> WHAT THIS TASK INVOLVES: Count up the lines of the data below that contain the string "local", then give only the total.

Stored entries
*** Block opens ***
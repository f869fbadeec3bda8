//! Audio Input Control Service boundary.
//!
//! AICS has its own profile logic and owns its instances. MICP only needs to
//! have local instances allocated at registration, run nested discovery of
//! remote ones, and keep non-owning references to the results.

use std::{fmt, sync::Arc};

use futures::future::BoxFuture;
use serde::{Deserialize, Serialize};
use smol_str::SmolStr;

use crate::{
   error::GattError,
   gatt::transport::{Connection, ServiceRange},
};

/// Non-owning reference to an AICS instance, resolved by the AICS subsystem.
#[derive(Debug, Clone, Copy, PartialEq, Eq, Hash)]
#[repr(transparent)]
pub struct AicsRef(u16);

impl AicsRef {
   pub const fn from_raw(index: u16) -> Self {
      Self(index)
   }

   pub const fn raw(self) -> u16 {
      self.0
   }
}

impl fmt::Display for AicsRef {
   fn fmt(&self, f: &mut fmt::Formatter<'_>) -> fmt::Result {
      write!(f, "aics#{}", self.0)
   }
}

/// Registration parameters for one local AICS instance.
#[derive(Debug, Clone, PartialEq, Eq, Serialize, Deserialize)]
pub struct AicsRegisterParam {
   #[serde(default)]
   pub gain_setting: i8,
   #[serde(default = "default_units")]
   pub units: u8,
   #[serde(default = "default_min_gain")]
   pub min_gain: i8,
   #[serde(default = "default_max_gain")]
   pub max_gain: i8,
   #[serde(default)]
   pub gain_mode: u8,
   #[serde(default = "default_input_state")]
   pub input_state: bool,
   #[serde(default)]
   pub input_type: u8,
   #[serde(default)]
   pub description: SmolStr,
   #[serde(default)]
   pub desc_writable: bool,
}

const fn default_units() -> u8 {
   1
}

const fn default_min_gain() -> i8 {
   -100
}

const fn default_max_gain() -> i8 {
   100
}

const fn default_input_state() -> bool {
   true
}

impl Default for AicsRegisterParam {
   fn default() -> Self {
      Self {
         gain_setting: 0,
         units: default_units(),
         min_gain: default_min_gain(),
         max_gain: default_max_gain(),
         gain_mode: 0,
         input_state: default_input_state(),
         input_type: 0,
         description: SmolStr::default(),
         desc_writable: false,
      }
   }
}

/// Entry points MICP uses on the AICS subsystem.
pub trait AicsService: Send + Sync {
   /// Allocates and publishes a local instance (mic device role).
   fn register(&self, param: &AicsRegisterParam) -> Result<AicsRef, GattError>;

   /// Frees a local instance returned by [`register`](Self::register). Only
   /// called when mic device registration fails after allocating it.
   fn unregister(&self, aics: AicsRef);

   /// Runs AICS discovery of the included instance at `range` (controller
   /// role).
   fn discover(
      &self,
      conn: Connection,
      range: ServiceRange,
   ) -> BoxFuture<'_, Result<AicsRef, GattError>>;
}

pub type AicsServiceRef = Arc<dyn AicsService>;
*** Block closes ***
> COMPLETED TASK: 4